The NYTimes’ Daniel Slotnik wrote a great obituary about a bewildered-looking man in a rumpled suit who won millions of dollars playing roulette. The man claimed to have used a computer program to create a winning system. He lied. What he did was observe very, very carefully over a long period of time and detect patterns that were invisible to others. He knew that while all roulette wheels looked the same, each was minutely different. The slight variations occurred during manufacture, assembly, and installation went unnoticed by most – but not by Richard Jarecki.
Jarecki was a medical doctor with an unnaturally keen eye for detail.
Like every other player, he knew that the odds were with the casinos. As there were 37 possible numbers and the payout was 35:1, the edge would go to every casino with perfectly manufactured and perfectly balanced wheels. But the wheels were not perfecty manufactured or balanced, and the imperfections were there to be discovered by a very patient and very observing person. Once Jarecki learned the idiosyncracies of a particular wheel, the odds were in his favor and he would win big.
Casinos notice when people win more than they should, and take steps to counter them.

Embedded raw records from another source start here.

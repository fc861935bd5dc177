//! EC2 plan builder

use kubeprov_cloud::{InstanceOptions, Plan, PlanBuilder, ReachabilityCheck};
use kubeprov_core::{
    AwsOptions, HostSpec, NameAllocator, NamingScheme, Provider, ProviderOptions, ProvisionError,
    ProvisionRequest, Result, parse_tags,
};
use serde_json::Value;

type OptionFn = fn(&AwsOptions) -> Option<Value>;

/// Request options copied into every instance creation, as `(option, source)`.
///
/// Credentials are deliberately absent: they are handed to the backend
/// directly and never written to the plan file.
static EC2_OPTIONS: &[(&str, OptionFn)] = &[
    ("image", |o| o.ami.clone().map(Value::from)),
    ("group_id", |o| o.security_group_id.clone().map(Value::from)),
    ("group", |o| o.security_group_name.clone().map(Value::from)),
    ("key_name", |o| o.key_name.clone().map(Value::from)),
    ("vpc_subnet_id", |o| o.vpc_subnet_id.clone().map(Value::from)),
    ("assign_public_ip", |o| o.assign_public_ip.map(Value::from)),
    ("region", |o| o.region.clone().map(Value::from)),
];

/// Builds EC2 provisioning plans
#[derive(Debug, Default, Clone, Copy)]
pub struct AwsPlanBuilder;

impl AwsPlanBuilder {
    pub fn new() -> Self {
        Self
    }

    fn options(request: &ProvisionRequest) -> Result<&AwsOptions> {
        match &request.provider {
            ProviderOptions::Aws(options) => Ok(options),
            other => Err(ProvisionError::config(format!(
                "expected aws options, got {}",
                other.provider()
            ))),
        }
    }
}

impl PlanBuilder for AwsPlanBuilder {
    fn provider(&self) -> Provider {
        Provider::Aws
    }

    fn naming_scheme(&self) -> NamingScheme {
        NamingScheme::AWS
    }

    fn build_plan(&self, request: &ProvisionRequest, names: &mut NameAllocator) -> Result<Plan> {
        let aws = Self::options(request)?;
        if aws.ami.is_none() {
            return Err(ProvisionError::config("ami is required for aws"));
        }
        if aws.assign_public_ip == Some(true)
            && aws.security_group_name.is_some()
            && aws.security_group_id.is_none()
        {
            return Err(ProvisionError::config(
                "assign_public_ip needs security_group_id; a security group name cannot be set on the network interface",
            ));
        }
        let tags = parse_tags(&request.tags)?;

        let mut shared = InstanceOptions::new();
        for (key, source) in EC2_OPTIONS {
            shared.insert_opt(*key, source(aws));
        }
        if !tags.is_empty() {
            shared.insert("instance_tags", serde_json::to_value(&tags)?);
        }

        let cluster = names.cluster_name(self.naming_scheme())?;
        let mut plan = Plan::new(Provider::Aws, &cluster);

        for (role, config) in request.roles.requested() {
            let instance_type = config.instance_type.clone().ok_or_else(|| {
                ProvisionError::config(format!("{}_instance_type is required for aws", role.plural()))
            })?;

            let mut options = shared.clone();
            options.insert("count", config.count);
            options.insert("instance_type", instance_type);
            options.insert_opt("instance_profile_name", config.instance_profile_name.clone());
            options.insert("wait", true);

            // placement follows the subnet
            let hosts = names
                .instance_names(&cluster, config.count as usize)
                .into_iter()
                .map(|name| HostSpec::new(name, None, role))
                .collect();

            plan.push_role(
                hosts,
                options,
                request.records_path(role),
                ReachabilityCheck::ssh(role, request.address_kind()),
            );
        }

        Ok(plan)
    }
}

This we have all seen in any number of movies where a gambler beats the house, typically counting cards in blackjack. Casinos knew Jarecki knew something, so they would move the wheels around to try and throw him off. But unbeknownst to them, he had paid such attention to detail that he could tell which wheel was which by tiny nicks and scratches that most of us would never notice. This is the same difference that we find between really perceptive researchers and all the rest. Patience, full attention, and keen observation reveal things that most don’t notice. And when you know something the others don’t, you’ve got a real edge.